Um barulho alto me chamou a atenção e atrás dele veio uma sequência avassaladora, eram os policiais atirando.

— Droga!

— Pare, Raul, eu te imploro!

Mais disparos, me encolhi amedrontada, mas isso parecia não afetar o motorista ao meu lado.

— Desistam seus otários — ele gritava, voltando a acelerar. — Felizes para sempre, eu e minha garota.

Seu semblante era algo sinistro, olhar estreito, sorriso fino elevando o canto da boca, definitivamente eu não conhecia o homem ao meu lado. Raul praticava corrida de kart, ele não tinha medo da velocidade, era apaixonado por tudo o que envolvia corrida automobilística, acredito que isso facilitou sua fuga. 

Era astuto e se esquivava com uma habilidade impressionante, executando cavalinhos de pau e subindo nas calçadas como se desafiando as leis da gravidade. Era um verdadeiro pesadelo sobre rodas, até que, de repente, ele se lançou em uma estrada de chão. O coração acelerou ao perceber que era a mesma trilha que eu havia cruzado com Otávio e Manu apenas algumas horas antes, a estrada que nos levava para a fazenda. 

A ideia de que ele poderia estar indo para minha casa começou a assombrar minha mente. Meus pais, meus amigos, Rodolfo... O desespero crescia. Ele não podia chegar até lá, não com uma arma na mão, descontrolado e violento. Não, definitivamente não podia.

— Raul, eu faço tudo que você quiser, mas pare o carro — implorei mais uma vez.

A poeira da estrada era intensa não permitindo a visão atrás de nós, dificultando o trabalho da polícia. Raul pulava os relevos da estrada com aquele carro correndo feito um louco, ao menos ali não tinha movimento. A polícia atirava, mas parecia que alguma coisa desviava as balas, sei lá se não miravam para acertar por ter refém ali dentro, também não tive tempo de pensar nisso.

— Não atende! — ele gritou, quando meu telefone tocou.

O aparelho havia caído na lateral da porta em algum momento da fuga, olhei para a tela acesa e vi a foto de Rodolfo aparecendo.

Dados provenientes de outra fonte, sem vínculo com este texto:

impl RouteProvider {
    pub fn new(
        directions: Arc<dyn DirectionsPort>,
        cache: Arc<dyn CachePort>,
        config: RoutingConfig,
    ) -> Self {
        Self {
            directions,
            cache,
            config,
            counters: RouteCounters::default(),
        }
    }

    /// Route statistics since construction
    pub fn stats(&self) -> RouteStats {
        RouteStats {
            live: self.counters.live.load(Ordering::Relaxed),
            cached: self.counters.cached.load(Ordering::Relaxed),
            durable: self.counters.durable.load(Ordering::Relaxed),
            degraded: self.counters.degraded.load(Ordering::Relaxed),
        }
    }

    /// Compute a route, failing instead of degrading
    #[instrument(skip(self, query), fields(mode = %query.transport_mode))]
    pub async fn try_route(&self, query: &RouteQuery) -> Result<Arc<Route>, RoutingError> {
        query
            .validate()
            .map_err(|e| RoutingError::InvalidQuery(e.to_string()))?;

        let key = Self::cache_key(query);
        match self.cache.get::<Route>(&key).await {
            Ok(Some(route)) => {
                debug!("Route cache hit");
                self.counters.cached.fetch_add(1, Ordering::Relaxed);
                return Ok(Arc::new(route));
            },
            Ok(None) => {},
            Err(e) => warn!(error = %e, "Route cache read failed"),
        }

        let routes = tokio::time::timeout(self.config.timeout(), self.directions.directions(query))
            .await
            .map_err(|_| {
                RoutingError::ProviderUnavailable(format!(
                    "timed out after {} ms",
                    self.config.timeout_ms
                ))
            })?
            .map_err(|e| RoutingError::ProviderUnavailable(e.to_string()))?;

        let alternatives = routes.len();
        let mut route = self
            .config
            .selection
            .pick(routes)
            .ok_or(RoutingError::NoRouteFound)?;
        route.degraded = false;
        route.transport_mode = query.transport_mode;
        debug!(alternatives, distance = route.distance_meters, "Route computed");

        let ttl = Duration::from_secs(self.config.cache_ttl_secs);
        if let Err(e) = self.cache.set(&key, &route, ttl).await {
            warn!(error = %e, "Failed to cache route");
        }
        self.counters.live.fetch_add(1, Ordering::Relaxed);
        Ok(Arc::new(route))
    }

    /// Compute a route, degrading instead of failing
    ///
    /// Fallback order is live, durable copy, straight-line estimate.
    /// Degraded routes are never cached.
    pub async fn route(&self, query: &RouteQuery) -> Arc<Route> {
        match self.try_route(query).await {
            Ok(route) => route,
            Err(RoutingError::InvalidQuery(reason)) => {
                debug!(%reason, "Invalid route query, degrading");
                self.degraded(query)
            },
            Err(error) => {
                warn!(%error, mode = %query.transport_mode, "Routing failed, falling back");
                if let Some(route) = self.durable(query).await {
                    return route;
                }
                self.degraded(query)
            },
        }
    }

    /// Compute every mode concurrently; failing modes degrade individually
    pub async fn route_all_modes(
        &self,
        origin: GeoLocation,
        destination: GeoLocation,
        modes: &[TransportMode],
    ) -> HashMap<TransportMode, Arc<Route>> {
        let base = RouteQuery::new(origin, destination, TransportMode::default());
        let tasks = modes.iter().map(|mode| {
            let query = base.for_mode(*mode);
            async move { (query.transport_mode, self.route(&query).await) }
        });
        join_all(tasks).await.into_iter().collect()
    }

    fn cache_key(query: &RouteQuery) -> String {
        cache_key(namespace::ROUTE, &[&query.key_fragment()])
    }

    async fn durable(&self, query: &RouteQuery) -> Option<Arc<Route>> {
        let max_age = Duration::from_secs(self.config.durable_max_age_secs);
        match self
            .cache
            .get_durable::<Route>(&Self::cache_key(query), max_age)
            .await
        {
            Ok(Some(route)) => {
                info!(mode = %query.transport_mode, "Serving durable route");
                self.counters.durable.fetch_add(1, Ordering::Relaxed);
                Some(Arc::new(route))
            },
            Ok(None) => None,
            Err(e) => {
                warn!(error = %e, "Durable route lookup failed");
                None
            },
        }
    }

    fn degraded(&self, query: &RouteQuery) -> Arc<Route> {
        self.counters.degraded.fetch_add(1, Ordering::Relaxed);
        Arc::new(Route::straight_line(query))
    }
}
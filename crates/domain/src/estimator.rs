//! Straight-line distance and duration estimates
//!
//! Used whenever a backend omits a distance or duration, and to synthesise
//! degraded routes when no routing provider answers. Every function here is
//! total: non-finite inputs produce `0.0` rather than `NaN` or a panic.

use crate::value_objects::{GeoLocation, TransportMode};

/// Pure haversine estimator
#[derive(Debug, Clone, Copy, Default)]
pub struct DistanceEstimator;

impl DistanceEstimator {
    /// Great-circle distance between two points in meters
    #[must_use]
    pub fn estimate(a: &GeoLocation, b: &GeoLocation) -> f64 {
        Self::sanitize(a.distance_meters(b))
    }

    /// Travel time in seconds for a distance at the mode's average speed
    #[must_use]
    pub fn estimate_duration(meters: f64, mode: TransportMode) -> f64 {
        Self::sanitize(Self::sanitize(meters) / mode.average_speed_mps())
    }

    /// Sum of consecutive segment distances along a path
    #[must_use]
    pub fn estimate_path(points: &[GeoLocation]) -> f64 {
        points
            .windows(2)
            .map(|pair| Self::estimate(&pair[0], &pair[1]))
            .sum()
    }

    /// Clamp a distance or duration to a finite, non-negative value
    #[must_use]
    pub fn sanitize(value: f64) -> f64 {
        if value.is_finite() && value > 0.0 {
            value
        } else {
            0.0
        }
    }
}

#[cfg(test)]
mod tests {
    use super::*;

    #[test]
    fn estimate_is_zero_for_same_point() {
        let paris = GeoLocation::paris();
        assert!(DistanceEstimator::estimate(&paris, &paris).abs() < f64::EPSILON);
    }

    #[test]
    fn duration_uses_speed_table() {
        let seconds = DistanceEstimator::estimate_duration(1_400.0, TransportMode::Walking);
        assert!((seconds - 1_000.0).abs() < 1e-6);
    }

    #[test]
    fn non_finite_inputs_yield_zero() {
        let broken = GeoLocation::new_unchecked(f64::NAN, 0.0);
        assert!(DistanceEstimator::estimate(&broken, &GeoLocation::paris()).abs() < f64::EPSILON);
        assert!(
            DistanceEstimator::estimate_duration(f64::INFINITY, TransportMode::Driving).abs()
                < f64::EPSILON
        );
        assert!(
            DistanceEstimator::estimate_duration(-10.0, TransportMode::Cycling).abs()
                < f64::EPSILON
        );
    }

    #[test]
    fn path_sums_segments() {
        let a = GeoLocation::paris();
        let b = a.offset(500.0, 0.0);
        let c = b.offset(500.0, 90.0);
        let total = DistanceEstimator::estimate_path(&[a, b, c]);
        assert!((total - 1_000.0).abs() < 1.0);
        assert!(DistanceEstimator::estimate_path(&[a]).abs() < f64::EPSILON);
    }
}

Eu atendi, já estava tudo perdido mesmo.

— Socorro! — gritei aflita.

— Desliga essa merda! — Raul deu um tapa em minha mão.

Ele não conseguiu derrubar o celular, coloquei no viva-voz e joguei novamente no canto da porta.

— Cíntia, vai ficar tudo bem, meu amor, fique calma.

— Desliga!

Raul tentou me atingir novamente com aquela arma, mas, em um movimento desajeitado, ela caiu entre seus pés. Meu coração disparava, e eu mal conseguia ouvir a voz de Rodolfo do outro lado com aquela gritaria — o som do carro zunindo sobre o cascalho solto, tiros ecoando como trovões, sirenes uivando como bestas famintas. Era uma cena de puro horror, um pesadelo vivo.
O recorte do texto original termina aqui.